Robert Cohen, a professor of history and social studies in NYU's Steinhardt School of Culture, Education, and Human Development, said while black history is taught in some schools, curriculums are often incomplete.

In an unpublished op-ed shared with CBS News, Cohen writes that "the George Floyd tragedy is the latest reminder that much of America has yet to come to grips with its history of police brutality and murder of Black people."

"A good place to begin rectifying this ignorance is in our nation's classrooms, which need to offer a realistic approach to this history," the op-ed reads.

Cohen believes educators should rethink how they teach about Martin Luther King Jr.'s "I have a dream" speech.

"MLK is often presented in schools as a dreamer rather than a penetrating critic of American racism," Cohen told CBS News via email. "So even though his 'I have a dream' speech offers a scorching indictment of racism and its history in the U.S., that part of his speech — including his attack on police brutality — is ignored.

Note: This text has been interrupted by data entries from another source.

use std::sync::Arc;

use common::{protocol, ProxyError};
use tokio::io::{AsyncRead, AsyncWrite};
use tracing::debug;

use crate::dialer::Dialer;
use crate::proxy::ProxyConfig;
use crate::relay::relay;

/// Inbound persona: terminates a peer sidecar's session and connects it to the
/// real destination.
///
/// Transport-agnostic; the TLS listener hands over an already-decrypted stream.
pub struct Inbound {
    cfg: Arc<ProxyConfig>,
    dialer: Arc<dyn Dialer>,
}

impl Inbound {
    pub fn new(cfg: Arc<ProxyConfig>, dialer: Arc<dyn Dialer>) -> Self {
        Self { cfg, dialer }
    }

    /// Read preamble, refuse loops, dial destination, send rendezvous, relay.
    pub async fn handle<S>(&self, mut stream: S) -> Result<(), ProxyError>
    where
        S: AsyncRead + AsyncWrite + Unpin + Send + 'static,
    {
        let target = protocol::read_preamble(&mut stream).await?;

        let own = self.cfg.internal_addr().to_string();
        if target == own {
            return Err(ProxyError::LoopbackDetected(target));
        }

        let upstream = self.dialer.dial(target.clone()).await?;
        protocol::write_rendezvous(&mut stream).await?;
        debug!(%target, "connected to destination");

        relay(stream, upstream).await
    }
}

Westenley Alcenat, an assistant professor of History, Urban & American Studies at Fordham University, says black history curriculums in all schools are either "inadequate, inaccurate, or simply non-existent." 
"I went to high school in Minneapolis, actually, exactly in the same areas that were deeply affected by the George Floyd incident," Alcenat told CBS News. "I can confidently tell you that much of what I know regarding American history within the context of what contributions or roles black people made to it... was not something that I really learned as much about in high school as something I learned in adulthood." 
Alcenat said African American history is often sequestered from the larger narrative of American history. Instead, children at all education levels should be learning about the contributions African Americans made throughout history.
"We are not taught enough about how black men and women put their lives on the line to create what we know today as the multiracial vision of American democracy," Alcenat said. 
"Given the type of society we're striving towards, the type of society we'd like to be, let's let our kids know very early on what [African Americans'] particular contributions really are," he said. 
In the wake of nationwide protests against racial injustice, new efforts are being made by many American institutions to advance diversity and equality and address longstanding biases. Companies are suddenly recognizing the need to rebrand products like Aunt Jemima and Uncle Ben's due to their racist imagery, the country band Lady Antebellum changed its name, and NASCAR banned the Confederate flag.

While these changes may be welcome, some believe real progress can only be made if a fuller version of history is taught in schools. 

"Without knowledge of history, how do you put together an empathetic, humane response to horrible situations like the George Floyd murder, which we know is a symptom of the larger historical forces of racism in this country?" Alcenat said. "It's incredibly important that we try to provide a correctness to how it's all being taught at the moment. Or else we risk not necessarily repeating history, we risk not knowing how to deal with ourselves when these moments of history come upon us."